▶ Work request
Set down the material exactly as given, please, from its first line through the line that includes "pub enum Error".

▶ Dataset records
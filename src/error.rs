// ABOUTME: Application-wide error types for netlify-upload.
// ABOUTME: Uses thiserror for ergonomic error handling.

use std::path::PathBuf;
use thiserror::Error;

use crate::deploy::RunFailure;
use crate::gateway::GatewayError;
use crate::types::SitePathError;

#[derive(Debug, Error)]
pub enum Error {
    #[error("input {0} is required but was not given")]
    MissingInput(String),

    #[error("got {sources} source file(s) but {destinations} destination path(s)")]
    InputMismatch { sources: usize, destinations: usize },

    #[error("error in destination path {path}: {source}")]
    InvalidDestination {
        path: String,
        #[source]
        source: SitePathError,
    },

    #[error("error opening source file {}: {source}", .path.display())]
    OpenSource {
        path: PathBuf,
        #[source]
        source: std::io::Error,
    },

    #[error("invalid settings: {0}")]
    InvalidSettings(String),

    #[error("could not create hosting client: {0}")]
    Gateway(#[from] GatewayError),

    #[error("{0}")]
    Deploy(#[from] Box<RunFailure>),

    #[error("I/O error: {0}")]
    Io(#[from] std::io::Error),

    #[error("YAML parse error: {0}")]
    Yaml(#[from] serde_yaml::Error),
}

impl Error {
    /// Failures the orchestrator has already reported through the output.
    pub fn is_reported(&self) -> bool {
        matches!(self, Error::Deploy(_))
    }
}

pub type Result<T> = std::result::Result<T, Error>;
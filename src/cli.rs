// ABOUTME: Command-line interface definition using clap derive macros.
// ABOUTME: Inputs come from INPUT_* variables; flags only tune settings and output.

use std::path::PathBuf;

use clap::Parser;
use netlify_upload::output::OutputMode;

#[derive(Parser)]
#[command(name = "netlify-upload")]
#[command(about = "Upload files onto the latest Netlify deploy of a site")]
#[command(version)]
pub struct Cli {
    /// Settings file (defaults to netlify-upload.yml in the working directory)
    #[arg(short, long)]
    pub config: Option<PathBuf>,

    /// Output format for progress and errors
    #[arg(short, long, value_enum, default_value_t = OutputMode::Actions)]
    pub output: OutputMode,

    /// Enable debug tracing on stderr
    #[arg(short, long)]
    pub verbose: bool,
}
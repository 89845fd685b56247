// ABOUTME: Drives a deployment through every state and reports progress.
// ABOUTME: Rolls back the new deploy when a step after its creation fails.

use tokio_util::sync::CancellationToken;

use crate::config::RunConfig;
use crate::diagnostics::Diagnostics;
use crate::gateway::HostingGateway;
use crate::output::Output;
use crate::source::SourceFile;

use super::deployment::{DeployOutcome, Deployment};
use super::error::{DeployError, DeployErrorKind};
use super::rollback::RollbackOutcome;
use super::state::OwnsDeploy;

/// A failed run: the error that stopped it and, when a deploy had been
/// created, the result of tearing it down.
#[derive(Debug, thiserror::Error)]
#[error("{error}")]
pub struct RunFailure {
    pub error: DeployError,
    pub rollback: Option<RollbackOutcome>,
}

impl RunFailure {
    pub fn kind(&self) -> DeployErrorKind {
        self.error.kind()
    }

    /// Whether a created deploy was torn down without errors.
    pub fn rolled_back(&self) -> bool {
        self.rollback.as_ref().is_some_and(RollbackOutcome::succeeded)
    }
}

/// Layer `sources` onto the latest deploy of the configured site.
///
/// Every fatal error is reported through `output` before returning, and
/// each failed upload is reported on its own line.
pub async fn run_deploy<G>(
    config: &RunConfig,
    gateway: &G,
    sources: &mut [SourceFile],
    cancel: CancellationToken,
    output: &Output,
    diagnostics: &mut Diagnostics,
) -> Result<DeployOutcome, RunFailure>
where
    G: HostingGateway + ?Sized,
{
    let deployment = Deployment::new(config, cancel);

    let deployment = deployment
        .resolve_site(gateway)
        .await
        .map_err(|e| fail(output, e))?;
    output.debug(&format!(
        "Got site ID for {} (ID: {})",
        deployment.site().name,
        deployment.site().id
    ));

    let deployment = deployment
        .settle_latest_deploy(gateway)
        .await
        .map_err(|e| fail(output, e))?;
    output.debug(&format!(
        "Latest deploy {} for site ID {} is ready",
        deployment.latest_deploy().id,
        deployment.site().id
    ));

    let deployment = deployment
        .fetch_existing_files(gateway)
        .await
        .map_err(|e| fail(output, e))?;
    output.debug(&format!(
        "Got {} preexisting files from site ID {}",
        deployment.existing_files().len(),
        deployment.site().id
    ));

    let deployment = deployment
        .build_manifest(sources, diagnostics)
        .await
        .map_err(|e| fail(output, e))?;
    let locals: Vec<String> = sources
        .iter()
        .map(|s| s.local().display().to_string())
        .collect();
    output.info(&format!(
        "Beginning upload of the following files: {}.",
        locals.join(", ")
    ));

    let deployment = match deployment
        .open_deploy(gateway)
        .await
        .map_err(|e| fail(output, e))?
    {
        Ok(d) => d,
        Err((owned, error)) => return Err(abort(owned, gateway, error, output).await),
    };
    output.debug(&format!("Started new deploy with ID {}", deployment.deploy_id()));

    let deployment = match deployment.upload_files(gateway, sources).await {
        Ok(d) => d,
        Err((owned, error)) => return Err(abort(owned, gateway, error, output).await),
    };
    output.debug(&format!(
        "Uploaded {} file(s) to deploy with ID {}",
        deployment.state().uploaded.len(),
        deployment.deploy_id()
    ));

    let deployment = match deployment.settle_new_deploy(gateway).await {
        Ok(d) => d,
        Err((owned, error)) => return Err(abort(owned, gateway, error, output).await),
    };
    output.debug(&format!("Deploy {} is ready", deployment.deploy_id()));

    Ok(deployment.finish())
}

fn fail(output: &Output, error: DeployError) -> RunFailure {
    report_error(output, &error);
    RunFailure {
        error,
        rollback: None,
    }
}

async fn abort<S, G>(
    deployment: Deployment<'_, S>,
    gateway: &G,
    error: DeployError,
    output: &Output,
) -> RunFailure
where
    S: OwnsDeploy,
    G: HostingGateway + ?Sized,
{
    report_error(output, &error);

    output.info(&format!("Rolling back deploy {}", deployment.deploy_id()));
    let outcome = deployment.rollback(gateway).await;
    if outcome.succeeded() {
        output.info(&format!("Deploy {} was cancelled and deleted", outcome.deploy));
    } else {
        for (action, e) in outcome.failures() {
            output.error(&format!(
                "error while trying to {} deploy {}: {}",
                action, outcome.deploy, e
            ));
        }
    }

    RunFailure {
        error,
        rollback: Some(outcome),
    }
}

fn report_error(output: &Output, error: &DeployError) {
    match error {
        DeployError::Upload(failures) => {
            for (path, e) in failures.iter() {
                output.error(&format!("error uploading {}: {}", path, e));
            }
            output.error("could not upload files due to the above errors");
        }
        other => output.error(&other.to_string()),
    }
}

▶ Answer to this exercise
filename src/error.rs
// ABOUTME: Application-wide error types for netlify-upload.
// ABOUTME: Uses thiserror for ergonomic error handling.

use std::path::PathBuf;
use thiserror::Error;

use crate::deploy::RunFailure;
use crate::gateway::GatewayError;
use crate::types::SitePathError;

#[derive(Debug, Error)]
pub enum Error {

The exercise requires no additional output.